In the listing that follows, the lines starting at the one containing "if request.kind == AddressType::Discovered" and ending at the one containing "let Some(subnet) = containing.next()" are to be returned exactly, both boundary lines included, and no others.

+ + +

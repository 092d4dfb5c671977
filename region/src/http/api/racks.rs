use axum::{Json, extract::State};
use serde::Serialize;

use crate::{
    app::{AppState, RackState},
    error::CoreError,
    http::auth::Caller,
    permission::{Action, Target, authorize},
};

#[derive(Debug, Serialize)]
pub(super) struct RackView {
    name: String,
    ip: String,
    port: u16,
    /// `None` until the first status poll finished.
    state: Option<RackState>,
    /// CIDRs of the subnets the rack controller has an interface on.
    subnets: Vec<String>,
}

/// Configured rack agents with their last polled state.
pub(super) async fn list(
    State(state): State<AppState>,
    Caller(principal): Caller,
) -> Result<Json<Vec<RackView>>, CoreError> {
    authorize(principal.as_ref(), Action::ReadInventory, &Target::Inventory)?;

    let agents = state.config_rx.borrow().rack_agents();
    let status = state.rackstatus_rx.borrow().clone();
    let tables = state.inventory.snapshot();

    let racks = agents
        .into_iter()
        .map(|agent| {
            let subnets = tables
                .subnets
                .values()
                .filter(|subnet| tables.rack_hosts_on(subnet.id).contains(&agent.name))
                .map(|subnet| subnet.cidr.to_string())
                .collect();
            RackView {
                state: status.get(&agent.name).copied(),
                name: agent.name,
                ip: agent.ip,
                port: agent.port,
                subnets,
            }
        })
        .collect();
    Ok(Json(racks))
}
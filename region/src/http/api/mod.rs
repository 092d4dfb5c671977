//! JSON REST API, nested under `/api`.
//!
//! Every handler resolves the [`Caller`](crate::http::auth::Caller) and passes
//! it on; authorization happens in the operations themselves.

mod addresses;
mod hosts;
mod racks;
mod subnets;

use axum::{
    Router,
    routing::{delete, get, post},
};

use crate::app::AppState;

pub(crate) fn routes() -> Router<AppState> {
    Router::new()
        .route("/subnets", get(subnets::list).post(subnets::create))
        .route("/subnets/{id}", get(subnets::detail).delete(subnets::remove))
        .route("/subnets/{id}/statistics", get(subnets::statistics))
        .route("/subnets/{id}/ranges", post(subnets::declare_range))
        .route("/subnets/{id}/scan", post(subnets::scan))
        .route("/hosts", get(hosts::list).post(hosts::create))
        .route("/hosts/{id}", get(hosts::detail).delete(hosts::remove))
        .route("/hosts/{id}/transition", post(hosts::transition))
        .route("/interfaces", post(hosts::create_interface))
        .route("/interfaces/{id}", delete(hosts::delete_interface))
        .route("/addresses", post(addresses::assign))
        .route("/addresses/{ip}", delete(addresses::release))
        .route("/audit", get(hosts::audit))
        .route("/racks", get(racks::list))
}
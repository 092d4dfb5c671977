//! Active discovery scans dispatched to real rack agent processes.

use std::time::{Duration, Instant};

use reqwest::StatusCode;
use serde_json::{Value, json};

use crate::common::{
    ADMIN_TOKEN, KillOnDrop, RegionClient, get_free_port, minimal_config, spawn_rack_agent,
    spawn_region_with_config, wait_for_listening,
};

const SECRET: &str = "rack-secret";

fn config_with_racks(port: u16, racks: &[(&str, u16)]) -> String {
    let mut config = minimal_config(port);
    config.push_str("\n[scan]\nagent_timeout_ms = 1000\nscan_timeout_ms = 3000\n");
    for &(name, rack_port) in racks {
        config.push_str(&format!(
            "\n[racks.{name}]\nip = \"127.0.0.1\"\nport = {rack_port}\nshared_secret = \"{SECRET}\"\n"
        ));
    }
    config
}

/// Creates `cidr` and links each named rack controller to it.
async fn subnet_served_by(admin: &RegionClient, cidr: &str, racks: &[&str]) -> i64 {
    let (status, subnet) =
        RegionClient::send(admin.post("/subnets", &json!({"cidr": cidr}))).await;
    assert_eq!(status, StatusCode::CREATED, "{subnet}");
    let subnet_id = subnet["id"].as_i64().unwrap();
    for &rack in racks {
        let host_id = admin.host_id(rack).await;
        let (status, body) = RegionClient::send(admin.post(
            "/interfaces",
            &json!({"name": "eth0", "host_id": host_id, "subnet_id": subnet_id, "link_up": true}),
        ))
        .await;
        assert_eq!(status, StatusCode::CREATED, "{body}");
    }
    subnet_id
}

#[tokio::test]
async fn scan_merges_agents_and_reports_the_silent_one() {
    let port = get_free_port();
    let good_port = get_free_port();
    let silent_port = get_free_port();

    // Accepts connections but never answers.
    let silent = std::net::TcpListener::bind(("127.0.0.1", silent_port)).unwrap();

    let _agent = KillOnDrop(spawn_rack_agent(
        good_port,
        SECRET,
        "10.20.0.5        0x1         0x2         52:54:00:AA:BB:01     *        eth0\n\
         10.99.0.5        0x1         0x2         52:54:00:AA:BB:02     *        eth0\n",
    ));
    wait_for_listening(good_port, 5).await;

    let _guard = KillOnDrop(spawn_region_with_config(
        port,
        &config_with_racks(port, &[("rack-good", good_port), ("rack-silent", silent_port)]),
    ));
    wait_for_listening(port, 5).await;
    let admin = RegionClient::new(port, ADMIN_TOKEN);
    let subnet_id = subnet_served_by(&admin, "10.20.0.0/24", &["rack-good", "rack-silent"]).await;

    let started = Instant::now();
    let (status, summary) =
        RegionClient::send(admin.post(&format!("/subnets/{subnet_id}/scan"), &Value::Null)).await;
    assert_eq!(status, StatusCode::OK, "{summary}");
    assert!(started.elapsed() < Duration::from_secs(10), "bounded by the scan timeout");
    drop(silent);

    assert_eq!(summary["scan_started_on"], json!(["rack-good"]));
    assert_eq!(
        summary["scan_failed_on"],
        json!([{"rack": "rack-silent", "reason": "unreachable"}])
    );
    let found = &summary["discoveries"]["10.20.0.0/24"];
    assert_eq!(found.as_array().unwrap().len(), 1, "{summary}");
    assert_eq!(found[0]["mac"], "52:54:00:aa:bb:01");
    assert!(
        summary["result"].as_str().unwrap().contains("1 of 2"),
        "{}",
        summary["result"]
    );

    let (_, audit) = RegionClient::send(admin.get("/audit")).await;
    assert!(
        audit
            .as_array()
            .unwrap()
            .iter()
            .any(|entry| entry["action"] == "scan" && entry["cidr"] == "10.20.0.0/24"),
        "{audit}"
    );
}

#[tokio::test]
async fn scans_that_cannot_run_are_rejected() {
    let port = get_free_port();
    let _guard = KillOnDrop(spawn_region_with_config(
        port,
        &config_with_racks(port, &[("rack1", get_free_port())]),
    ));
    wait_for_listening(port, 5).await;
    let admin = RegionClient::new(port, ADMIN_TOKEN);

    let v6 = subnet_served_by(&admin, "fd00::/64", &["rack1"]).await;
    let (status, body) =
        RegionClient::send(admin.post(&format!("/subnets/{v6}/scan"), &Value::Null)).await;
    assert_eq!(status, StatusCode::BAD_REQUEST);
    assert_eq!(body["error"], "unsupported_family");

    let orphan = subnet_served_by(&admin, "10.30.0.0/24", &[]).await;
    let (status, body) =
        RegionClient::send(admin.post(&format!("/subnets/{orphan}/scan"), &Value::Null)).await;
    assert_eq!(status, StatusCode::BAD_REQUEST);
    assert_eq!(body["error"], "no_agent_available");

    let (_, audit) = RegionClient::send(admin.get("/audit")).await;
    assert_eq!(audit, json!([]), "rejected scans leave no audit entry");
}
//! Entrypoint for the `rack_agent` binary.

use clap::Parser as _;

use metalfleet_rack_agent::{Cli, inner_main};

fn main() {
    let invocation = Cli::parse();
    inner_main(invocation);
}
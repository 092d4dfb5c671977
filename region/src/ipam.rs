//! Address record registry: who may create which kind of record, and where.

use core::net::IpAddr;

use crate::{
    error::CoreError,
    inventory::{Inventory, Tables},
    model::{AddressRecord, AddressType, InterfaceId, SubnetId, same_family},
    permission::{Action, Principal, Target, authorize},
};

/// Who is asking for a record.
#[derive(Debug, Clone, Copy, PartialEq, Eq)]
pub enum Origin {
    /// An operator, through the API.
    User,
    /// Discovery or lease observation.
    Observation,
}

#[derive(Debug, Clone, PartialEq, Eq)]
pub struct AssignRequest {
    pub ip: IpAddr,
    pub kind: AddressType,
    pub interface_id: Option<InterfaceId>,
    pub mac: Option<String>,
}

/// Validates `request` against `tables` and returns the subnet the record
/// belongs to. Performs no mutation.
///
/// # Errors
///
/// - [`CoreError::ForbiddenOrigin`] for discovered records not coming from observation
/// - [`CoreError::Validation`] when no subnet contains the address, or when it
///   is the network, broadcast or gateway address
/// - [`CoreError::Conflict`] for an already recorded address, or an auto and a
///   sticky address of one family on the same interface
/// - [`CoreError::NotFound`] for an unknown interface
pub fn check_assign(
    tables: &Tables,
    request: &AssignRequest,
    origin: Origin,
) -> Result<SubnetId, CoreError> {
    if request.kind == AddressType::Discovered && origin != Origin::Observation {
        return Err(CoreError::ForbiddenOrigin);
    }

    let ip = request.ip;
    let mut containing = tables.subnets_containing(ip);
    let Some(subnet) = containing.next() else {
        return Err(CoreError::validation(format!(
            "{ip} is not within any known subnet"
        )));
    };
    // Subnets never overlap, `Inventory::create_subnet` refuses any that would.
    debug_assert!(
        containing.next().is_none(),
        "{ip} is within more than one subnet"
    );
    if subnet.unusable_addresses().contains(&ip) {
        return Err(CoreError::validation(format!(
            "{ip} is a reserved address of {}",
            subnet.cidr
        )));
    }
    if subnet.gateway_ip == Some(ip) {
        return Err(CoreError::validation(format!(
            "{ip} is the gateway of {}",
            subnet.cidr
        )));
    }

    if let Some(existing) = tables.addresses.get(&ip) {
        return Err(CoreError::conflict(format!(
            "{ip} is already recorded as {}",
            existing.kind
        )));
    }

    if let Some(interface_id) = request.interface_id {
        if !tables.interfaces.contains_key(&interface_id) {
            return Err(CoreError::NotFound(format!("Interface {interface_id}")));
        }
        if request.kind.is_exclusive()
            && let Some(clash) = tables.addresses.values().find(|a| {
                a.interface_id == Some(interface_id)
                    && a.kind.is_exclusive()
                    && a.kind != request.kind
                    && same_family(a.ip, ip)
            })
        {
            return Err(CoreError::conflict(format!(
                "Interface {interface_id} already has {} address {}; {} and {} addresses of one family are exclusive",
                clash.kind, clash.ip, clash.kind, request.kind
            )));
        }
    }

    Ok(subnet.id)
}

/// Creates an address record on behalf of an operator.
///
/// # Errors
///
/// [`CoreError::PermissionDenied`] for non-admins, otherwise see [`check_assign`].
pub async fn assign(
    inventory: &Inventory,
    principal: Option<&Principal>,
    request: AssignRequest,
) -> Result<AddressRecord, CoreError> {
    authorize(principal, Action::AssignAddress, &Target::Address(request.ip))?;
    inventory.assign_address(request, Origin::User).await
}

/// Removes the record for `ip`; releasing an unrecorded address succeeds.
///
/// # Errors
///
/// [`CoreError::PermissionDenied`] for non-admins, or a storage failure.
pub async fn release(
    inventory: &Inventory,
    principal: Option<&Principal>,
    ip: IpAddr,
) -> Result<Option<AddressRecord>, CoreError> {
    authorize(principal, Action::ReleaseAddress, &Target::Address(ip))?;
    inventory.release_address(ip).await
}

+ + +

> **Solution for this exercise**:
    if request.kind == AddressType::Discovered && origin != Origin::Observation {
        return Err(CoreError::ForbiddenOrigin);
    }

    let ip = request.ip;
    let mut containing = tables.subnets_containing(ip);
    let Some(subnet) = containing.next() else {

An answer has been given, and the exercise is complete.